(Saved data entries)
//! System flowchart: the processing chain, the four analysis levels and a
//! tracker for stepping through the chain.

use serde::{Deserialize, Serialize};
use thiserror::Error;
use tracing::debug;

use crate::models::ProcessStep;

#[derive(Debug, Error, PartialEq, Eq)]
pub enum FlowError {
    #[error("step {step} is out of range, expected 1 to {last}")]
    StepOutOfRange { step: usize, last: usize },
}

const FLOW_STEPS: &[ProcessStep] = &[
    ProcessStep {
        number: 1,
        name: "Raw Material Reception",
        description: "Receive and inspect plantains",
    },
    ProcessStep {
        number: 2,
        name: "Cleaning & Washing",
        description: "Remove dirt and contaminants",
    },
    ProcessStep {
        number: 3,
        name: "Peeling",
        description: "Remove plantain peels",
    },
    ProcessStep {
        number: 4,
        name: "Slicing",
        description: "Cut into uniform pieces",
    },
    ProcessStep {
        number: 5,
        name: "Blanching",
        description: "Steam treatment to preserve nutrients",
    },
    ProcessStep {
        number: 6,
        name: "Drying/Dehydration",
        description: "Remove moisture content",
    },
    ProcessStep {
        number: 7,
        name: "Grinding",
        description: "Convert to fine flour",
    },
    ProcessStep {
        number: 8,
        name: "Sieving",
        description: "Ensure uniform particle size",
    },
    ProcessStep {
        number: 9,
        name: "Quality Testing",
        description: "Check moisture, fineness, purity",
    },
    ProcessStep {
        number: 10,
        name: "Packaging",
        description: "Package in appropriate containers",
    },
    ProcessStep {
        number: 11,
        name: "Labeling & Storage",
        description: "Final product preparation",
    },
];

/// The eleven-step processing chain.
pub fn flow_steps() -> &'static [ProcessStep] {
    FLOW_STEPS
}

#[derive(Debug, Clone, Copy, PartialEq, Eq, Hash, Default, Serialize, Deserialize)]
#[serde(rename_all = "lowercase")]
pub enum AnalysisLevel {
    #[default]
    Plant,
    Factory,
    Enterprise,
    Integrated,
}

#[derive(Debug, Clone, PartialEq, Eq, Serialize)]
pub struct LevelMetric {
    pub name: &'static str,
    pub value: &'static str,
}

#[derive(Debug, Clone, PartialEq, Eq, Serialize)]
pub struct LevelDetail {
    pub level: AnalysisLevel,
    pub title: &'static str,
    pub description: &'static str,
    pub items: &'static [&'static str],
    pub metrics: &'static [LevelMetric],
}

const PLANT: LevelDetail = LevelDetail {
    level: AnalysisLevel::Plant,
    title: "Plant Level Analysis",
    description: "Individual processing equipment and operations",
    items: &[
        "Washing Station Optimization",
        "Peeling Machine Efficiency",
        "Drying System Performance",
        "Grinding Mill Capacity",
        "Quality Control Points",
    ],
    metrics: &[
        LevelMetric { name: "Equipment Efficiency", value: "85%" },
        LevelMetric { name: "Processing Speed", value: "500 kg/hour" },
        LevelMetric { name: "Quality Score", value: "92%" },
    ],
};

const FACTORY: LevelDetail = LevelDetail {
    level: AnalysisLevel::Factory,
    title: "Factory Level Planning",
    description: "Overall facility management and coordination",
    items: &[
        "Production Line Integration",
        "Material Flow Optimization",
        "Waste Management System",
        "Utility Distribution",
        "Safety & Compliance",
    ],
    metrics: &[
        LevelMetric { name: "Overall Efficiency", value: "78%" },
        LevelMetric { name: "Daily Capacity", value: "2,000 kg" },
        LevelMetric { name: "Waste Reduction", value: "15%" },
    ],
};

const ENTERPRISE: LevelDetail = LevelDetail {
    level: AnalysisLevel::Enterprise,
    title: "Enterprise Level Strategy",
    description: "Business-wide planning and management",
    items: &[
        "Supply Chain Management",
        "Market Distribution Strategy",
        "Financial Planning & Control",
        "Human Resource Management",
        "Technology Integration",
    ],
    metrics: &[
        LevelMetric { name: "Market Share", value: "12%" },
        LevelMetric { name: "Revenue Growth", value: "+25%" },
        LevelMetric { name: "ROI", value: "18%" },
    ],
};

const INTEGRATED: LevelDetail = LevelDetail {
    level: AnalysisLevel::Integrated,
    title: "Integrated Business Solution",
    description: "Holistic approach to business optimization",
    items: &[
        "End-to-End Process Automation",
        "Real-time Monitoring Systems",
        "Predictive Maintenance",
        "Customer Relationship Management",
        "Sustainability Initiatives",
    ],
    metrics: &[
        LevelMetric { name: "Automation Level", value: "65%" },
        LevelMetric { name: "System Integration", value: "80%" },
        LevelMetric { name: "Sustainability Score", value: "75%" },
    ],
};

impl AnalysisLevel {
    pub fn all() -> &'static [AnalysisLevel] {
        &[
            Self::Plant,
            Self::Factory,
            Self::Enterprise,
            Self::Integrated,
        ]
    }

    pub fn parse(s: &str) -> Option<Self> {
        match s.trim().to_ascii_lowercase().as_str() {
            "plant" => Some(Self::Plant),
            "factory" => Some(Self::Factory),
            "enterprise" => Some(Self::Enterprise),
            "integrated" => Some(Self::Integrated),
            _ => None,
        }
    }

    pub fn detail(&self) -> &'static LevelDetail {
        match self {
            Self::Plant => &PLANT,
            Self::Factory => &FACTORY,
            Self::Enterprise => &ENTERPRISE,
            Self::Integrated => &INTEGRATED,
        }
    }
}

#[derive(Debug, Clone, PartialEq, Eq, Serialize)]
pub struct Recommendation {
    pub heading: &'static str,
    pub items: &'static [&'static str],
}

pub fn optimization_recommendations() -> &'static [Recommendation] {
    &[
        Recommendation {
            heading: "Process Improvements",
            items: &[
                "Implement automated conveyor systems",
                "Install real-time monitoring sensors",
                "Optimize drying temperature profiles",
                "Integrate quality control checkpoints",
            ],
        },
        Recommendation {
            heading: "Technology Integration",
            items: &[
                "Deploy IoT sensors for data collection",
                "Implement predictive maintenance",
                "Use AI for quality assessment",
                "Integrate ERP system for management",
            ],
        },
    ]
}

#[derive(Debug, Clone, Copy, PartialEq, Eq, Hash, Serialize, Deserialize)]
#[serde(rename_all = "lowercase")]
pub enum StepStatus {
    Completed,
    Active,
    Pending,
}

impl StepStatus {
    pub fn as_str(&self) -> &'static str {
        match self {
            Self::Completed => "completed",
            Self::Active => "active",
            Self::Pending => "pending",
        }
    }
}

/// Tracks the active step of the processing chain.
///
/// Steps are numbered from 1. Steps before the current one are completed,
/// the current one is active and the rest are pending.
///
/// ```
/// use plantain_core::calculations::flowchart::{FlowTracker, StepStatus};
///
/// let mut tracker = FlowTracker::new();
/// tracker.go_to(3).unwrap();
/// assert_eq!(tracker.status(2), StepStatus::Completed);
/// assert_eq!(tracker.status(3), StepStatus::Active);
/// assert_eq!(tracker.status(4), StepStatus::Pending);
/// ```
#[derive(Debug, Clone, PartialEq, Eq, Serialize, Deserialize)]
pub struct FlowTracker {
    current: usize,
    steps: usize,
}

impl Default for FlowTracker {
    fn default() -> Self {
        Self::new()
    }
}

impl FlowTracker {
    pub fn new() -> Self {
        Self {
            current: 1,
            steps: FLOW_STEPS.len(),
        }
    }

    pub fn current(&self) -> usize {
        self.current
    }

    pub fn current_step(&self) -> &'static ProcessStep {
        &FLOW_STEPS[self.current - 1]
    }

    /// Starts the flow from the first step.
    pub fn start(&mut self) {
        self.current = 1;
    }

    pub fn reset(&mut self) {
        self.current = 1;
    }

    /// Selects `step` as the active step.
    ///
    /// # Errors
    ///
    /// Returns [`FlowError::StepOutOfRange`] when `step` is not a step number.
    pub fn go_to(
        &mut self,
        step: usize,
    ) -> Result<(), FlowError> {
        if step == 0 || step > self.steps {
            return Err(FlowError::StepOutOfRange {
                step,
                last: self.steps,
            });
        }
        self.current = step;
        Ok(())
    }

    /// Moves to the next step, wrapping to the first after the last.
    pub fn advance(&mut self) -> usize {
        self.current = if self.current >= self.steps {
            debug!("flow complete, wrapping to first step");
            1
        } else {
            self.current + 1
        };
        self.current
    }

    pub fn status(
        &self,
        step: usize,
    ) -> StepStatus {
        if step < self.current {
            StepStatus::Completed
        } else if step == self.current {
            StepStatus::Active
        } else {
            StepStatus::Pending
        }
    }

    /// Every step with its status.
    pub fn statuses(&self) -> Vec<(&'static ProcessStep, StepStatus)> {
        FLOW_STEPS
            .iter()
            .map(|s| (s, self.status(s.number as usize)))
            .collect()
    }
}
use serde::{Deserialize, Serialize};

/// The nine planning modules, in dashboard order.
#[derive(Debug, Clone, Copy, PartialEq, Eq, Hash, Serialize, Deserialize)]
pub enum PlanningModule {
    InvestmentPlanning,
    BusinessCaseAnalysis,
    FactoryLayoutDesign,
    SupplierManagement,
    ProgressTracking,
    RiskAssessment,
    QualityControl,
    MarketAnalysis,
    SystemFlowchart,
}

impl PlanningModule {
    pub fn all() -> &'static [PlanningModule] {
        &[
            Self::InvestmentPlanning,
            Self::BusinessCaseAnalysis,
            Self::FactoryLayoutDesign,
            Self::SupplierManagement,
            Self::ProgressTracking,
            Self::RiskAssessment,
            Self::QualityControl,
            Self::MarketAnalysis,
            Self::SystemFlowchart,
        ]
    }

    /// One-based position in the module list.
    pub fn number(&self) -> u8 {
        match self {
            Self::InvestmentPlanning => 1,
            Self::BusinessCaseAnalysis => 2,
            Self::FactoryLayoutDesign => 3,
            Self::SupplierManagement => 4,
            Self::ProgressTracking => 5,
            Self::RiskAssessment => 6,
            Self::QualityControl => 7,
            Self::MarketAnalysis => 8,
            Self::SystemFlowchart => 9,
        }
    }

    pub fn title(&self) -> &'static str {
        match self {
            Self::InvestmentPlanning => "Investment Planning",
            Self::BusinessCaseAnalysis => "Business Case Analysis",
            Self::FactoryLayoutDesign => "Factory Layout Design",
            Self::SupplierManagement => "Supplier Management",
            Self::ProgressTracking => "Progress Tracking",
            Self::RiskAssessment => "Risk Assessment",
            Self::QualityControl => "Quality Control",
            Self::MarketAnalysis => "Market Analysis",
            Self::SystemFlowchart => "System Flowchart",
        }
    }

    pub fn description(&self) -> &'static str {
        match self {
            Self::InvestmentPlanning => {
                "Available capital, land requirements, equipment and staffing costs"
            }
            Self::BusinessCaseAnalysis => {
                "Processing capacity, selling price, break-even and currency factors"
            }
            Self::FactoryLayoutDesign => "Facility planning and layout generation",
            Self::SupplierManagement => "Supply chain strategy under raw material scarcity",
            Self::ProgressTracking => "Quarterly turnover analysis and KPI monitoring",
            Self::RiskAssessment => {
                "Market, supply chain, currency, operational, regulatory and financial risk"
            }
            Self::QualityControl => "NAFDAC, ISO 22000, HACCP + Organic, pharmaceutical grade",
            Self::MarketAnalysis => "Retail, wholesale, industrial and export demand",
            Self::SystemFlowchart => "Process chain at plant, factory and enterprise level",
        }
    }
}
==
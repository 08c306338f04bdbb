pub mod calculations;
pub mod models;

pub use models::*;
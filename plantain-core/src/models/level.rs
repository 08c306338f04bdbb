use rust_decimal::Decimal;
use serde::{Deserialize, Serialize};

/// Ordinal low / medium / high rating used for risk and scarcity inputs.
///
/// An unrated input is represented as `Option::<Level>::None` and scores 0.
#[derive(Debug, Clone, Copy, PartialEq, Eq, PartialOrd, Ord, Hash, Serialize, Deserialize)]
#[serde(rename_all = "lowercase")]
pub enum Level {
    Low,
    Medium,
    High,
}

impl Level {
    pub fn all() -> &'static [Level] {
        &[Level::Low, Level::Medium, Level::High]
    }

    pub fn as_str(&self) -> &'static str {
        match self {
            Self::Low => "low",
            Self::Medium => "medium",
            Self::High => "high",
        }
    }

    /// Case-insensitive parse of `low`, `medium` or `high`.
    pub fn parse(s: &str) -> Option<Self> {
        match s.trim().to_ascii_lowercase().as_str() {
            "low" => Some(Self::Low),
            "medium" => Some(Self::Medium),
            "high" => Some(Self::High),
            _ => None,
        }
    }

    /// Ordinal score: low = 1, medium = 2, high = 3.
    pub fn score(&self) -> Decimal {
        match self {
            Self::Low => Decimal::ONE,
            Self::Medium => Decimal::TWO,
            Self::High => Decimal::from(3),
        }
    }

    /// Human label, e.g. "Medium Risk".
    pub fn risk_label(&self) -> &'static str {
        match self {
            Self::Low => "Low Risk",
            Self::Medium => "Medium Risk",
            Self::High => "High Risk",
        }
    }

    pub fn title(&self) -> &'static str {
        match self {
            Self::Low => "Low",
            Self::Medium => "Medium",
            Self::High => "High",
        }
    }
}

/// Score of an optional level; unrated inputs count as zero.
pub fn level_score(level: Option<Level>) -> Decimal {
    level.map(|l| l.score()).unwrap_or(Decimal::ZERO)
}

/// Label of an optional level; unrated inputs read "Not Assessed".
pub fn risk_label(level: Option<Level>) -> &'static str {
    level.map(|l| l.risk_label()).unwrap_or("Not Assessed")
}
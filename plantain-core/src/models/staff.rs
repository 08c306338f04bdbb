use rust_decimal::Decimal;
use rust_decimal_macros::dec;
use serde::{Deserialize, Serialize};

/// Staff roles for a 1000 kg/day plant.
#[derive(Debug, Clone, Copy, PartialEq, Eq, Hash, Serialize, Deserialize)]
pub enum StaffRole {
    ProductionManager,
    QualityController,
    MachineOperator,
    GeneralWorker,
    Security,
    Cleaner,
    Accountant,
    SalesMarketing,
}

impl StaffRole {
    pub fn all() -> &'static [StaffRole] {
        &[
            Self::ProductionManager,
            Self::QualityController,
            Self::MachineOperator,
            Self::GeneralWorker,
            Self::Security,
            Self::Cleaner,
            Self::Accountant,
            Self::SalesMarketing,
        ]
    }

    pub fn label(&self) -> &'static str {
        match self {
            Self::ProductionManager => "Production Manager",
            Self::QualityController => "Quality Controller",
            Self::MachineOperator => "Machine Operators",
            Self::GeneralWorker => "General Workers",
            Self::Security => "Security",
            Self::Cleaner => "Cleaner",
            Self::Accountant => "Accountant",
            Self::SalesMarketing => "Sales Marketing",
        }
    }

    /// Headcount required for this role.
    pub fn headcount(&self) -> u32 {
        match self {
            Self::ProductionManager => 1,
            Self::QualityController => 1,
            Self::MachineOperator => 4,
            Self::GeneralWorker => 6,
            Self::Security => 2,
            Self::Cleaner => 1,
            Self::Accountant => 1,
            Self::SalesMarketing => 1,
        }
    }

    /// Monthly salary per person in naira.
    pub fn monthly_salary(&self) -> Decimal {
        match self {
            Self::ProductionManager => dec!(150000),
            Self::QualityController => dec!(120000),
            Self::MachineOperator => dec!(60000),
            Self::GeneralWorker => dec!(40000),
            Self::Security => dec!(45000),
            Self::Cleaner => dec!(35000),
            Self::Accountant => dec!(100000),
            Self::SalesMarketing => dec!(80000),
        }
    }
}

Your objective: Sift through the entries and copy every line with "Automation".

Written solution:
        "End-to-End Process Automation",
        LevelMetric { name: "Automation Level", value: "65%" },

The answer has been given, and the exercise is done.